"""
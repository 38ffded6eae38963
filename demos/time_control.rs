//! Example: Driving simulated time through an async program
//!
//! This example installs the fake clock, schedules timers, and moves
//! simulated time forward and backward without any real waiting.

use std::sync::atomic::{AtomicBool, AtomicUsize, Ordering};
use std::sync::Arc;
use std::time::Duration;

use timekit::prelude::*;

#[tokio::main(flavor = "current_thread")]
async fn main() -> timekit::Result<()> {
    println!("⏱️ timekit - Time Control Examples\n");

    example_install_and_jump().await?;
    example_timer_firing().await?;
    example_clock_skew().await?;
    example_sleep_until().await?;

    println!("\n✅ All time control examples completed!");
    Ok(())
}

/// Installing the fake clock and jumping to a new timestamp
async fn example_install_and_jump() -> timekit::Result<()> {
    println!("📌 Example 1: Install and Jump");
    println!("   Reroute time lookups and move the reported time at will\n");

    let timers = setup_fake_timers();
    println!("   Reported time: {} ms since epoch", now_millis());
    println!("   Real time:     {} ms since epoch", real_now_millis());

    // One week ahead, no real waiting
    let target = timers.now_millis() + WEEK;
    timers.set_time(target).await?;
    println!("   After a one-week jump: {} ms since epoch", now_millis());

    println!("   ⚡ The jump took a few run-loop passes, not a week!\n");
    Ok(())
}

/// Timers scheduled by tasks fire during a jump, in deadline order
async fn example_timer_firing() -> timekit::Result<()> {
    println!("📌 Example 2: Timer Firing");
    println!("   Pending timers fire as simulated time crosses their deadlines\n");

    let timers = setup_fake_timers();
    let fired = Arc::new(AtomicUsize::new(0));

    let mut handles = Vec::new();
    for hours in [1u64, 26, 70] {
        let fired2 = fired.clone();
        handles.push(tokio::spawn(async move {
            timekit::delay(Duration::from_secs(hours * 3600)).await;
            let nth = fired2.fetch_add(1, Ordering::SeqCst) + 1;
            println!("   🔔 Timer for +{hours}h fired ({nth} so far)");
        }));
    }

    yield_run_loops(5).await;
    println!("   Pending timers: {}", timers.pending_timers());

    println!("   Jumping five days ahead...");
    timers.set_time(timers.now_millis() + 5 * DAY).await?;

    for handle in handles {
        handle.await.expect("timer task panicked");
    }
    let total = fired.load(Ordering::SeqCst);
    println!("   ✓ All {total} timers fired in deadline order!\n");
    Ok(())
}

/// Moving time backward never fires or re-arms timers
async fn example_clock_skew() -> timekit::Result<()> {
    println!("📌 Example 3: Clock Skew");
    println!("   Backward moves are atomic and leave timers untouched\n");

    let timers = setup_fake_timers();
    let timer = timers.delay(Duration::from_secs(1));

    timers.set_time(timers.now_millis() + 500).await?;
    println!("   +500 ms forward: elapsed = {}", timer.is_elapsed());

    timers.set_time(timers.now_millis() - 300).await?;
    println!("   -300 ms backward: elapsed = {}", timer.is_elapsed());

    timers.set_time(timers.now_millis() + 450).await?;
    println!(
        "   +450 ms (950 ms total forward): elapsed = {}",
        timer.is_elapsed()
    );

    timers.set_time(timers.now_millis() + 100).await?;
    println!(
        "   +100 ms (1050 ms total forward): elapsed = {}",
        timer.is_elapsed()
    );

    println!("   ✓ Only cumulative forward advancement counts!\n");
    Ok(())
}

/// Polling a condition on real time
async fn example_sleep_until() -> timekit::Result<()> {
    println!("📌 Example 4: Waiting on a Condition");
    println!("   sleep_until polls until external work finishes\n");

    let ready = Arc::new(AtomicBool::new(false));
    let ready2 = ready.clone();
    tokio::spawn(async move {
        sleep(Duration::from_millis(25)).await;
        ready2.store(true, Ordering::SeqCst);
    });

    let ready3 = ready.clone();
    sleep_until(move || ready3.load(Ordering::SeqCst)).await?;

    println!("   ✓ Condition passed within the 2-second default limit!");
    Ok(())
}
"""
"""
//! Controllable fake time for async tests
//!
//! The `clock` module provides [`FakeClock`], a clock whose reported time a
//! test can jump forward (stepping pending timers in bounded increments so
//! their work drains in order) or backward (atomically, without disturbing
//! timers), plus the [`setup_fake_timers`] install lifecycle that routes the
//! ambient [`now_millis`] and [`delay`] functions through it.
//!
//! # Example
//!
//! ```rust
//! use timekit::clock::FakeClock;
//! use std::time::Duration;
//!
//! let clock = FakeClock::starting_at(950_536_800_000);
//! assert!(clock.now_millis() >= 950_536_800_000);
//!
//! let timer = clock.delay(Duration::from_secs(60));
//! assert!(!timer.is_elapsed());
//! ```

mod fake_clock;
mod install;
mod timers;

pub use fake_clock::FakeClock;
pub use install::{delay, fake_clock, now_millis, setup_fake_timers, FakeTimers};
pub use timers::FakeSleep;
"""
» HOW TO COMPLETE THIS TASK: Could you repeat exactly the lines above from the line with "timers.set_time(timers.now_millis() + 450).await?;" up to and including the line with "Only cumulative forward", and only those?

» REPLY TO THE EXERCISE:
    timers.set_time(timers.now_millis() + 450).await?;
    println!(
        "   +450 ms (950 ms total forward): elapsed = {}",
        timer.is_elapsed()
    );

    timers.set_time(timers.now_millis() + 100).await?;
    println!(
        "   +100 ms (1050 ms total forward): elapsed = {}",
        timer.is_elapsed()
    );

    println!("   ✓ Only cumulative forward advancement counts!\n");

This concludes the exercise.